*WHAT TO WORK ON*
A verbatim transcript of the lines below, starting at the first and ending with the one that holds "let mut seen = HashSet::new();", is what should be produced.

DATA TO PROCESS START

// ---------------------------------------------------------------------------
// 3. Validation
// ---------------------------------------------------------------------------

/// Check the structural invariants of a manifest.
///
/// - id and name are non-empty
/// - variable names are identifiers and unique
/// - each variable's `default`/`choices`/`validation` are consistent
/// - every file has template content and a non-empty `destination`
/// - every `condition` parses (variable existence is checked at generation time)
/// - dependencies name a module; post-hooks name a command
pub fn validate_manifest(manifest: &BlueprintManifest) -> Result<(), RegistryError> {
    let id = manifest.id.as_str();
    if id.trim().is_empty() {
        return Err(invalid(id, "blueprint id is empty"));
    }
    if manifest.name.trim().is_empty() {
        return Err(invalid(id, "blueprint name is empty"));
    }

    let mut seen = HashSet::new();
    for def in &manifest.variables {
        if !is_identifier(&def.name) {
            return Err(invalid(
                id,
                format!("variable name '{}' is not a valid identifier", def.name),
            ));
        }
        if !seen.insert(def.name.as_str()) {
            return Err(invalid(id, format!("variable '{}' is declared twice", def.name)));
        }
        variables::check_definition(def).map_err(|e| invalid(id, e.to_string()))?;
    }

    for (index, file) in manifest.files.iter().enumerate() {
        if file.destination.trim().is_empty() {
            return Err(invalid(id, format!("file #{index} has an empty destination")));
        }
        if file.content.is_none() {
            return Err(invalid(
                id,
                format!("file #{index} ('{}') has no template content", file.destination),
            ));
        }
        check_condition(id, &format!("file '{}'", file.destination), file.condition.as_deref())?;
    }

    for dep in &manifest.dependencies {
        if dep.module.trim().is_empty() {
            return Err(invalid(id, "dependency with empty module"));
        }
        check_condition(id, &format!("dependency '{}'", dep.module), dep.condition.as_deref())?;
    }

    for hook in &manifest.post_hooks {
        if hook.command.trim().is_empty() {
            return Err(invalid(id, "post-hook with empty command"));
        }
        check_condition(id, &format!("post-hook '{}'", hook.command), hook.condition.as_deref())?;
    }
    Ok(())
}

fn check_condition(id: &str, owner: &str, condition: Option<&str>) -> Result<(), RegistryError> {
    match condition {
        Some(expr) => Condition::parse(expr)
            .map(|_| ())
            .map_err(|e| invalid(id, format!("{owner}: {e}"))),
        None => Ok(()),
    }
}

fn is_identifier(name: &str) -> bool {
    let mut chars = name.chars();
    matches!(chars.next(), Some(c) if c.is_ascii_alphabetic() || c == '_')
        && chars.all(|c| c.is_ascii_alphanumeric() || c == '_')
}

/// Conditions naming undeclared variables will fail at generation time.
fn warn_undeclared_references(manifest: &BlueprintManifest) {
    let conditions = manifest
        .files
        .iter()
        .filter_map(|f| f.condition.as_deref())
        .chain(manifest.dependencies.iter().filter_map(|d| d.condition.as_deref()))
        .chain(manifest.post_hooks.iter().filter_map(|h| h.condition.as_deref()));

    for expr in conditions {
        let Ok(cond) = Condition::parse(expr) else {
            continue;
        };
        for name in cond.variables() {
            if manifest.variable(name).is_none() {
                tracing::warn!(
                    "blueprint '{}': condition `{}` references undeclared variable '{}'",
                    manifest.id,
                    expr,
                    name
                );
            }
        }
    }
}

// ---------------------------------------------------------------------------
// 4. Registry
// ---------------------------------------------------------------------------

/// Read-only set of loaded blueprints, keyed by id.
///
/// Constructed once; there is no mutation after construction, so shared
/// references may be used from any number of threads.
#[derive(Debug, Clone, Default)]
pub struct Registry {
    blueprints: BTreeMap<String, BlueprintManifest>,
}
fn directive(tag: &Tag) -> Result<Directive, RenderError> {
    let body = tag.body.trim();
    let (keyword, rest) = split_keyword(body);
    match keyword {
        "if" => Ok(Directive::If(condition(tag, rest)?)),
        "else" if rest.is_empty() => Ok(Directive::Else),
        "else" => match split_keyword(rest) {
            ("if", cond) => Ok(Directive::ElseIf(condition(tag, cond)?)),
            _ => Err(syntax(tag.line, &tag.raw, "expected {{else}} or {{else if COND}}")),
        },
        "end" if rest.is_empty() => Ok(Directive::End),
        "end" => Err(syntax(tag.line, &tag.raw, "{{end}} takes no arguments")),
        "range" => {
            let words = words(tag, rest)?;
            match words.as_slice() {
                [single] => Ok(Directive::Range(operand(tag, single)?)),
                _ => Err(syntax(tag.line, &tag.raw, "range expects exactly one .VAR")),
            }
        }
        _ => Ok(Directive::Action(pipeline(tag, body)?)),
    }
}

// ---------------------------------------------------------------------------
// 4. Block structure
// ---------------------------------------------------------------------------

enum TermKind {
    Else,
    ElseIf(Condition),
    End,
}

struct Terminator {
    kind: TermKind,
    line: usize,
    snippet: String,
}

/// Deepest `if`/`range` nesting a template may use.
pub const MAX_NESTING: usize = 64;

struct Parser {
    segments: Vec<Segment>,
    pos: usize,
    depth: usize,
}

DATA TO PROCESS END

*WRITTEN RESPONSE*
// ---------------------------------------------------------------------------
// 3. Validation
// ---------------------------------------------------------------------------

/// Check the structural invariants of a manifest.
///
/// - id and name are non-empty
/// - variable names are identifiers and unique
/// - each variable's `default`/`choices`/`validation` are consistent
/// - every file has template content and a non-empty `destination`
/// - every `condition` parses (variable existence is checked at generation time)
/// - dependencies name a module; post-hooks name a command
pub fn validate_manifest(manifest: &BlueprintManifest) -> Result<(), RegistryError> {
    let id = manifest.id.as_str();
    if id.trim().is_empty() {
        return Err(invalid(id, "blueprint id is empty"));
    }
    if manifest.name.trim().is_empty() {
        return Err(invalid(id, "blueprint name is empty"));
    }

    let mut seen = HashSet::new();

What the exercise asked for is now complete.